··· Entries supplied ···

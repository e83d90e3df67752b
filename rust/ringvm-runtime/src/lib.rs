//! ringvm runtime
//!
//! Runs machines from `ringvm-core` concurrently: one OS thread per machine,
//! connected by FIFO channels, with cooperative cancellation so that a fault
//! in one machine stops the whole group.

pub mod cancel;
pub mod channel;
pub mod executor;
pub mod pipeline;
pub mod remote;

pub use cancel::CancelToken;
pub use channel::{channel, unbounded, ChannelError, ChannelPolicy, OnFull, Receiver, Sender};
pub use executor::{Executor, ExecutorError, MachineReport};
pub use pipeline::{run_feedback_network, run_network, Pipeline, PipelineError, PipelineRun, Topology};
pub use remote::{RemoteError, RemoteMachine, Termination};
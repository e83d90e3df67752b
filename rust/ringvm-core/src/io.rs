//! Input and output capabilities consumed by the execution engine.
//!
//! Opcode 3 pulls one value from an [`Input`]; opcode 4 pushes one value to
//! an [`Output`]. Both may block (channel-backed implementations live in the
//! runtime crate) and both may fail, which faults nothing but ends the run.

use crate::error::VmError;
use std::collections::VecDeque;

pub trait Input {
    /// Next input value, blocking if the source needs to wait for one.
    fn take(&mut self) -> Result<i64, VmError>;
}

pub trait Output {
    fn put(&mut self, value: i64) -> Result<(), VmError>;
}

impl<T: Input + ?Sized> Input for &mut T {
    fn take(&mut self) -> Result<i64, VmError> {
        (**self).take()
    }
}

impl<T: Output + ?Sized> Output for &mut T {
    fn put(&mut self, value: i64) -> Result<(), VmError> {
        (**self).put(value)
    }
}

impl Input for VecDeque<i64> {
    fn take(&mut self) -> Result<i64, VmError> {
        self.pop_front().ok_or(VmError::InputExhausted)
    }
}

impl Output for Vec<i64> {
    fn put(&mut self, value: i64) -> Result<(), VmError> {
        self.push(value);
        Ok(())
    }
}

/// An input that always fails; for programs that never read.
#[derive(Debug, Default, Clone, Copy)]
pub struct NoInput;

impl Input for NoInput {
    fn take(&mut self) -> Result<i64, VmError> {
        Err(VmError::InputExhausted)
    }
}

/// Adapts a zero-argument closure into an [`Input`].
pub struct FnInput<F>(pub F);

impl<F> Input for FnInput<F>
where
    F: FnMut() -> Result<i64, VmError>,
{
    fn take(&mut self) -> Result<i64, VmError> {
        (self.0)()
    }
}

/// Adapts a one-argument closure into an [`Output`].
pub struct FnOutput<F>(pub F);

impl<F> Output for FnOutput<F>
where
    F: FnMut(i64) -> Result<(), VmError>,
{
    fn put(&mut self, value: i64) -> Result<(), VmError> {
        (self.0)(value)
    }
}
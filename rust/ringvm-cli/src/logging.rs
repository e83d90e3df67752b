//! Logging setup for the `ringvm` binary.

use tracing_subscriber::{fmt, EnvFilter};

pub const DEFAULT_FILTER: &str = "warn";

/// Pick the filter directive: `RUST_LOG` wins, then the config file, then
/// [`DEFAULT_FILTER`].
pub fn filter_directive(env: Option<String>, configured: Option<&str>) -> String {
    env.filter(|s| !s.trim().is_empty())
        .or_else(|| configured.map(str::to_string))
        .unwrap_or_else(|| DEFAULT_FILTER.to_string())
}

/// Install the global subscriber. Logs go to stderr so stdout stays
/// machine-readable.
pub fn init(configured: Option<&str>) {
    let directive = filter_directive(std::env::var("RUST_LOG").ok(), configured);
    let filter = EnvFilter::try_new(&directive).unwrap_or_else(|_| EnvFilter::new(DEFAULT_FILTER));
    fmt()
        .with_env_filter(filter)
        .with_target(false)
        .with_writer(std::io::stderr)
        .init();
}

···
··· Entries supplied ···

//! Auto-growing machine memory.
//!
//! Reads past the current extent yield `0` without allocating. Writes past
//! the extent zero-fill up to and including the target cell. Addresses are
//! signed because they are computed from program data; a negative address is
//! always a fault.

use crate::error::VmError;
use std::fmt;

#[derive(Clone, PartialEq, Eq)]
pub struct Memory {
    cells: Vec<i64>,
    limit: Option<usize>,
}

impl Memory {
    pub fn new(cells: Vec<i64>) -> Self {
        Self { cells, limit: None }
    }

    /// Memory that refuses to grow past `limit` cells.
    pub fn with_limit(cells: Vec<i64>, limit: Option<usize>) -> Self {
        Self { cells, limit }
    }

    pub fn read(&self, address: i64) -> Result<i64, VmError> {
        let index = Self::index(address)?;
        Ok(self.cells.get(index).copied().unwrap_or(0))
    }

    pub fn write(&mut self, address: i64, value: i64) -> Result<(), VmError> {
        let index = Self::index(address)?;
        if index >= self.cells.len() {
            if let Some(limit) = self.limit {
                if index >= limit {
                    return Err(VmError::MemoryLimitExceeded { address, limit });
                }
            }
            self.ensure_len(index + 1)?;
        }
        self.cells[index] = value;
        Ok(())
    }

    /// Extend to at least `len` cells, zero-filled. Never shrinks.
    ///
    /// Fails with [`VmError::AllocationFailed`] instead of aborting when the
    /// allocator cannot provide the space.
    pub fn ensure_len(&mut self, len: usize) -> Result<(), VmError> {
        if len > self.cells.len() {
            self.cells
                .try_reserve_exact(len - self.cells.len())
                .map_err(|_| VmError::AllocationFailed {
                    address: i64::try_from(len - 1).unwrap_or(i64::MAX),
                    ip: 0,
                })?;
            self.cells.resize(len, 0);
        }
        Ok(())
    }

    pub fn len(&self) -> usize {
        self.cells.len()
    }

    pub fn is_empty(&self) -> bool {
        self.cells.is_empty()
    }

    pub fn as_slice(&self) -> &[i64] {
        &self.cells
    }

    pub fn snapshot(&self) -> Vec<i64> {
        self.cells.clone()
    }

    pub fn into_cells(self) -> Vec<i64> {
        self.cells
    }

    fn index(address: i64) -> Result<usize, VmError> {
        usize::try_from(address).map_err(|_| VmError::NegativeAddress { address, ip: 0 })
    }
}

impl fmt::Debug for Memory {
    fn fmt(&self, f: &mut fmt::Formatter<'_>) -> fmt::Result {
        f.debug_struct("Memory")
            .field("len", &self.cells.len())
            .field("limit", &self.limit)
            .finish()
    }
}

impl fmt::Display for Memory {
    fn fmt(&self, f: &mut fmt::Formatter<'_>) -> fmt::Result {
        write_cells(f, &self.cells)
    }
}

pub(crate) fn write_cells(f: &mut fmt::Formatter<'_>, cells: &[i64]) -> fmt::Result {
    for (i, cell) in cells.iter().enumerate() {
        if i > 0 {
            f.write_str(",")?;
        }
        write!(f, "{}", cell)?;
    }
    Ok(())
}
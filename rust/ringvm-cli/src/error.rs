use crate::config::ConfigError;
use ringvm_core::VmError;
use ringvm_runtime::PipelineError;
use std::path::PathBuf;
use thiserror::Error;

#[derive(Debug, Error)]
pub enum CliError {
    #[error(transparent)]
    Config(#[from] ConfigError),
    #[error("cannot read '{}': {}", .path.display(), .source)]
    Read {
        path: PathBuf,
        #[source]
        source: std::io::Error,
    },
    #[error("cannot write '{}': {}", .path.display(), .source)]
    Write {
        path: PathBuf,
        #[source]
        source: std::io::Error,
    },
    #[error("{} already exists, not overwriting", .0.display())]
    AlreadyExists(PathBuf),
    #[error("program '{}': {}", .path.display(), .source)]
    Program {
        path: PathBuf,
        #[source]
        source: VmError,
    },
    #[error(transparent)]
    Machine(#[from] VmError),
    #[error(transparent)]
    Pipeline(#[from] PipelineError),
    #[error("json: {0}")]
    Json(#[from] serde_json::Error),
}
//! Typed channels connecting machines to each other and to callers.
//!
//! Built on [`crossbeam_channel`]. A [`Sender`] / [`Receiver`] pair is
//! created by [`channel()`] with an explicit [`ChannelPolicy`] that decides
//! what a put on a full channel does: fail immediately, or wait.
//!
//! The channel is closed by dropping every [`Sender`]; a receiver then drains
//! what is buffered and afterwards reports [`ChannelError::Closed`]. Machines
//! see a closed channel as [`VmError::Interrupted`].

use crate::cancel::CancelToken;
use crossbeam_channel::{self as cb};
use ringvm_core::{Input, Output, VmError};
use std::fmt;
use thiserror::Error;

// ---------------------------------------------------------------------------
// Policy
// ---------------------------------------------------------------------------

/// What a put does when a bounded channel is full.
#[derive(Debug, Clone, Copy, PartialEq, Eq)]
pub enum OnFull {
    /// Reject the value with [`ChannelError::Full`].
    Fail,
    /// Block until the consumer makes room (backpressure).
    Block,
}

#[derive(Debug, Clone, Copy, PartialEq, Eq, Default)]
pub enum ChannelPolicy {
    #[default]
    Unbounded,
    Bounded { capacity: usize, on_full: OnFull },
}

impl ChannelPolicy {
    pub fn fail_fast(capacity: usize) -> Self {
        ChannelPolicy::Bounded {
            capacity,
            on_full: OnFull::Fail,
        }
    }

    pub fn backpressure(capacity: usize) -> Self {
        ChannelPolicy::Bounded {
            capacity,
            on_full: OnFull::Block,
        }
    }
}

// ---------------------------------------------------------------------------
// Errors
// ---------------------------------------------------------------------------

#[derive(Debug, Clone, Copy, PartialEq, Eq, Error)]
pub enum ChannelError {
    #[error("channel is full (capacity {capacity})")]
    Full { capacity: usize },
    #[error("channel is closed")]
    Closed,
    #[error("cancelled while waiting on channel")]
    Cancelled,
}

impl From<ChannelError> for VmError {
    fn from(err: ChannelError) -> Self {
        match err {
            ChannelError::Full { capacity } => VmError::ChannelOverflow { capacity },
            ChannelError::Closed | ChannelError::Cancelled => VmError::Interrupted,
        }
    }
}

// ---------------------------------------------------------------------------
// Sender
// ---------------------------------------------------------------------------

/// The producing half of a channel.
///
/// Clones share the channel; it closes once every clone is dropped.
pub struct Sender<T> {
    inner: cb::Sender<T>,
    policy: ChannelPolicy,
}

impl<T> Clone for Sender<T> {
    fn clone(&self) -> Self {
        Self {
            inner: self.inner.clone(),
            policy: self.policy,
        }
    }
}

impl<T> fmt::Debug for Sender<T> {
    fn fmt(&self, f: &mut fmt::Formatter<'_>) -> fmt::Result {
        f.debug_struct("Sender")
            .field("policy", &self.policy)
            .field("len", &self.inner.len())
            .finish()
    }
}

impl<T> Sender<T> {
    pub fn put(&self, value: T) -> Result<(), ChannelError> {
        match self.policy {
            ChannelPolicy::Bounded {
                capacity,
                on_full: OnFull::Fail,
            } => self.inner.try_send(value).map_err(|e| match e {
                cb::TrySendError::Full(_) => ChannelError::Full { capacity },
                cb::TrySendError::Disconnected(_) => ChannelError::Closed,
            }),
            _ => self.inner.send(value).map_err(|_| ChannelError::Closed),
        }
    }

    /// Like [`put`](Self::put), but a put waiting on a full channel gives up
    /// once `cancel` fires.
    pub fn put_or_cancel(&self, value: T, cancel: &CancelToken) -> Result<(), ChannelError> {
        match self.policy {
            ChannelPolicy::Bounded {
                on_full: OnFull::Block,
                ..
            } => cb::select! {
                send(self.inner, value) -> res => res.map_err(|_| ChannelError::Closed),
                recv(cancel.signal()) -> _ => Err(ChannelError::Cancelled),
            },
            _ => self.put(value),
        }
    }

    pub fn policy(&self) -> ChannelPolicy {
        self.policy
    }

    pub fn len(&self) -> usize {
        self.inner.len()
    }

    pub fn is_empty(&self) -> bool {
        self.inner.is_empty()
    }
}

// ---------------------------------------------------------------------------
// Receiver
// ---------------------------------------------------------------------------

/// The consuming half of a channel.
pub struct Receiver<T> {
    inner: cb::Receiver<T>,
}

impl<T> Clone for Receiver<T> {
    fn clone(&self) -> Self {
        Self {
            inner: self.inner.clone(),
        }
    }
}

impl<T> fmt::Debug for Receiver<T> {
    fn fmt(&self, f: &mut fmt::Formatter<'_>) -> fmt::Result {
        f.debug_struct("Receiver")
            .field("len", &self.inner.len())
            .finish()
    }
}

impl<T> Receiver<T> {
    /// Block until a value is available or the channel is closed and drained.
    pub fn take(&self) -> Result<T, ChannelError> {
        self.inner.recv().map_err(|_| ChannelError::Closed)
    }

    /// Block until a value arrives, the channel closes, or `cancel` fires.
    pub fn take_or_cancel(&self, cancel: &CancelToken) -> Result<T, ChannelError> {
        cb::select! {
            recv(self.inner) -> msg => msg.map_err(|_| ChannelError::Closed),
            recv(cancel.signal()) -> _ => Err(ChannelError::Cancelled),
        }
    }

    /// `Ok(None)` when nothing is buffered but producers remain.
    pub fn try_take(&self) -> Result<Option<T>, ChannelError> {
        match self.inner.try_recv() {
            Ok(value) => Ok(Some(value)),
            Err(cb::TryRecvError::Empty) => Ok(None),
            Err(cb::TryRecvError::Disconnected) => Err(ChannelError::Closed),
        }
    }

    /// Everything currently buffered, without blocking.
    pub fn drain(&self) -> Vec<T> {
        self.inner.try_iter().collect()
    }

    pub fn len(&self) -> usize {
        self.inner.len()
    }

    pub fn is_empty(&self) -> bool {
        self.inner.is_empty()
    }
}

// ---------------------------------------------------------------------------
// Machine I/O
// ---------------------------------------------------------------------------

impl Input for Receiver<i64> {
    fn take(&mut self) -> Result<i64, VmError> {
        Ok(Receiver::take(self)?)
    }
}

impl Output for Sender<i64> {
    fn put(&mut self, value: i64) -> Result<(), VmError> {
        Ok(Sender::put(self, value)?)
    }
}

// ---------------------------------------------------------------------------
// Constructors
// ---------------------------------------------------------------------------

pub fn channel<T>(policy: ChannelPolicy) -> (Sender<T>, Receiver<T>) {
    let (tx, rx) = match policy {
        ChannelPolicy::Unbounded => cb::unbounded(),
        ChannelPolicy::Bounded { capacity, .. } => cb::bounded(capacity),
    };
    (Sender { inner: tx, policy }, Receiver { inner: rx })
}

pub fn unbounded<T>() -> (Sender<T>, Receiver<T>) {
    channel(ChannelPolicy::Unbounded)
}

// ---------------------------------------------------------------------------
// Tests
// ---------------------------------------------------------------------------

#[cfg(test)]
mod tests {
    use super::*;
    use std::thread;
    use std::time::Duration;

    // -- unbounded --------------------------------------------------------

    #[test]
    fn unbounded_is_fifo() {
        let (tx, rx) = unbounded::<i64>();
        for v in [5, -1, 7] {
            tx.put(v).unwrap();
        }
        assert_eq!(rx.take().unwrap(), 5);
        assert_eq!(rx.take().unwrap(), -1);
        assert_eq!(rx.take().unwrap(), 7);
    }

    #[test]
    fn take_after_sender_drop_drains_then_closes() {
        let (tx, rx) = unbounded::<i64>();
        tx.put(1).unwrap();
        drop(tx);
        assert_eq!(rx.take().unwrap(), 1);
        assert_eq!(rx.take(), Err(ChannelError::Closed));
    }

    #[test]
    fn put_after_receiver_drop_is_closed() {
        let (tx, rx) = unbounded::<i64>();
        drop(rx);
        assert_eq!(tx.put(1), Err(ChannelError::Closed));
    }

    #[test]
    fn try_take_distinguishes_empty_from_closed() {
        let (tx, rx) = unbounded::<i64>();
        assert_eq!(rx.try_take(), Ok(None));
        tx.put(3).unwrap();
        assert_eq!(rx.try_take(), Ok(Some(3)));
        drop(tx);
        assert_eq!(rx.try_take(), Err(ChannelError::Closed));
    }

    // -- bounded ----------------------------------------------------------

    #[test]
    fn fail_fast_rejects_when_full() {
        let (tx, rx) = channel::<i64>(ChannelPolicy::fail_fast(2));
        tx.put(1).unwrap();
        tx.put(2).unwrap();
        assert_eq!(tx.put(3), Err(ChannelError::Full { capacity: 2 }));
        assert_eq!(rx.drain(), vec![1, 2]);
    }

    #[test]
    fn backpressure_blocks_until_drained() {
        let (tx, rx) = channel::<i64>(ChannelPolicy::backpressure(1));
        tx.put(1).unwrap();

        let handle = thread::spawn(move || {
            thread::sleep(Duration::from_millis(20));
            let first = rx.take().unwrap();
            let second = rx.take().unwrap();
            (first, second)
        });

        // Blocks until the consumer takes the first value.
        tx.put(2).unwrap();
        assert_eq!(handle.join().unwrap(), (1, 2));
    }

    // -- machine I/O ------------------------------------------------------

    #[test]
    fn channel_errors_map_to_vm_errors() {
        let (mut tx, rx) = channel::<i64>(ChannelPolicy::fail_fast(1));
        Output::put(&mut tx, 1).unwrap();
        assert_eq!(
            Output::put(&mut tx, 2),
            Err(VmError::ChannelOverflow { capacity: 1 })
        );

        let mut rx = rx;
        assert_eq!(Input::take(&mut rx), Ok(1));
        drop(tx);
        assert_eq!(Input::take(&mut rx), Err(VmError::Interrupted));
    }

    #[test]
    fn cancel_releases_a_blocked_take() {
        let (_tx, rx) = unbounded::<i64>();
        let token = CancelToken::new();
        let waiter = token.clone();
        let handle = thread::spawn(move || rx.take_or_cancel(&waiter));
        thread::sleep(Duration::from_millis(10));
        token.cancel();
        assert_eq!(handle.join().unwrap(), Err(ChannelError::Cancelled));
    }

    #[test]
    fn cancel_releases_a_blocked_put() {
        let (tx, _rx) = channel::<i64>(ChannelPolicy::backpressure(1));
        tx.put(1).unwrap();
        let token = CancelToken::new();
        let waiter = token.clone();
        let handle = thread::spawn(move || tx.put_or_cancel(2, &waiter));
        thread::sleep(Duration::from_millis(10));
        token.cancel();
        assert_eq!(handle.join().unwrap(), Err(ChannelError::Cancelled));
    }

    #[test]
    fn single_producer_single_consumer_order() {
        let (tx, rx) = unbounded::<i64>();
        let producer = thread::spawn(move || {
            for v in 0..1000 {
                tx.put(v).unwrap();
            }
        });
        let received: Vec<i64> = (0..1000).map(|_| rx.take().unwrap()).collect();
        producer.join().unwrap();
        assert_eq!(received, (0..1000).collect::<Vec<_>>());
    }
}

···
··· Entries supplied ···

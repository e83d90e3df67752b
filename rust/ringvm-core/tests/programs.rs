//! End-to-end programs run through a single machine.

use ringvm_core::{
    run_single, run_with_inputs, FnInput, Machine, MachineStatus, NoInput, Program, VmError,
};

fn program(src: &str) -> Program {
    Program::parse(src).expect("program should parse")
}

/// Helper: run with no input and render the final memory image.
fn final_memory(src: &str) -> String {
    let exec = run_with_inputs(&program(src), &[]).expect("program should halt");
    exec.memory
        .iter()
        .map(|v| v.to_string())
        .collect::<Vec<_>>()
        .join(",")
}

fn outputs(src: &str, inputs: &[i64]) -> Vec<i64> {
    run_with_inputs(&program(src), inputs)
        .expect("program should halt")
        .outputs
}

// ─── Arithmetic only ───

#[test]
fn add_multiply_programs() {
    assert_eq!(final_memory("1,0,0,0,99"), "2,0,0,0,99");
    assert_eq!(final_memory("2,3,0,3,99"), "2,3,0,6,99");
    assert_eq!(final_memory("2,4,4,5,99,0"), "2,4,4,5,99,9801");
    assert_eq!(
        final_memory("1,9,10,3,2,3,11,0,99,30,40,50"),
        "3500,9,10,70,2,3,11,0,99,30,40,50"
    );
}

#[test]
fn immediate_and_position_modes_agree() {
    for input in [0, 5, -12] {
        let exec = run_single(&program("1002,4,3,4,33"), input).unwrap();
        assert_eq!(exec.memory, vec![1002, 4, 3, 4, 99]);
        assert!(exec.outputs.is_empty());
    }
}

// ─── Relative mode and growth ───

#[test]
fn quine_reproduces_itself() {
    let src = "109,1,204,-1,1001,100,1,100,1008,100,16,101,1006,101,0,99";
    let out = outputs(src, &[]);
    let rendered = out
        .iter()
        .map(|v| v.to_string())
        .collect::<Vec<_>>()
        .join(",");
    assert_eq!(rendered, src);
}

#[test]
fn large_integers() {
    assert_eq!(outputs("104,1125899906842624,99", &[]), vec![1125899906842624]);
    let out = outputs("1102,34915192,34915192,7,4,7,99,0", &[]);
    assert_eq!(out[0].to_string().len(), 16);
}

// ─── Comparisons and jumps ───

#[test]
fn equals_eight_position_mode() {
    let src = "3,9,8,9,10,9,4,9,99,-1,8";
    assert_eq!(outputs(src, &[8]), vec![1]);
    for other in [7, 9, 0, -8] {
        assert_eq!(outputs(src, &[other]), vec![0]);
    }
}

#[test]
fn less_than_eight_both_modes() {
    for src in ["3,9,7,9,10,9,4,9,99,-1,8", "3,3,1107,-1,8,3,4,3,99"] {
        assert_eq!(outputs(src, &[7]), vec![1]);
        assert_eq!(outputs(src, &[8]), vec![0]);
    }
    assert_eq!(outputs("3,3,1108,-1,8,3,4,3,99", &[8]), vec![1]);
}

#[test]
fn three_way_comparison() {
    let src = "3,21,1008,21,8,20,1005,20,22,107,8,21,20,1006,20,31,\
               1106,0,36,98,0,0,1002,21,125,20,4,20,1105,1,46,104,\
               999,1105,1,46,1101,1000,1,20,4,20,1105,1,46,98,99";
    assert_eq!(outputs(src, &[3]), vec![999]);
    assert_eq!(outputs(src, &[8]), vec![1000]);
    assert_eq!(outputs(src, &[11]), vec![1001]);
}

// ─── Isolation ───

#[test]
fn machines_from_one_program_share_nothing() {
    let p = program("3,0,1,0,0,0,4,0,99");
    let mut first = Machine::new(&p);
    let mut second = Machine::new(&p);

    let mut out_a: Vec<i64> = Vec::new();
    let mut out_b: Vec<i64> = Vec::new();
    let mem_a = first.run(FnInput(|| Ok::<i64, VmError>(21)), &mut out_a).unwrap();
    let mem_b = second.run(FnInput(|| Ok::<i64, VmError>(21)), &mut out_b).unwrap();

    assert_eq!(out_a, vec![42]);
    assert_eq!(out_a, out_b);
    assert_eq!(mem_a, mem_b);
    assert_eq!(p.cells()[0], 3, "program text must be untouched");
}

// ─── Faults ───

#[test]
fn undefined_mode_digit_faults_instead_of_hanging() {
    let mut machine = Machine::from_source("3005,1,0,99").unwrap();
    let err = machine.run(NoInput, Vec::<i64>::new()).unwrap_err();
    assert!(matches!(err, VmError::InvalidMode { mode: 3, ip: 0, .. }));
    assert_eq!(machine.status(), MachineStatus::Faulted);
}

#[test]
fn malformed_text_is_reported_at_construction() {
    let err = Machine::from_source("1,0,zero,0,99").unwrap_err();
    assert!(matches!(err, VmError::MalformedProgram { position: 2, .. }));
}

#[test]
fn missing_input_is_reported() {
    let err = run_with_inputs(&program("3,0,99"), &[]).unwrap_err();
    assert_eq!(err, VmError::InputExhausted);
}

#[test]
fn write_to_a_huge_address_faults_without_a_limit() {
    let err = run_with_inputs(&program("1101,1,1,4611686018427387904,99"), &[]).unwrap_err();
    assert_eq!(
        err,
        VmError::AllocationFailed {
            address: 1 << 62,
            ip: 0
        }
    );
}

···

Exercise details: Find the string "CancelToken" in the records, then copy each line where it occurs.

Exercise output:
pub use cancel::CancelToken;
use crate::cancel::CancelToken;
    pub fn put_or_cancel(&self, value: T, cancel: &CancelToken) -> Result<(), ChannelError> {
    pub fn take_or_cancel(&self, cancel: &CancelToken) -> Result<T, ChannelError> {
        let token = CancelToken::new();
        let token = CancelToken::new();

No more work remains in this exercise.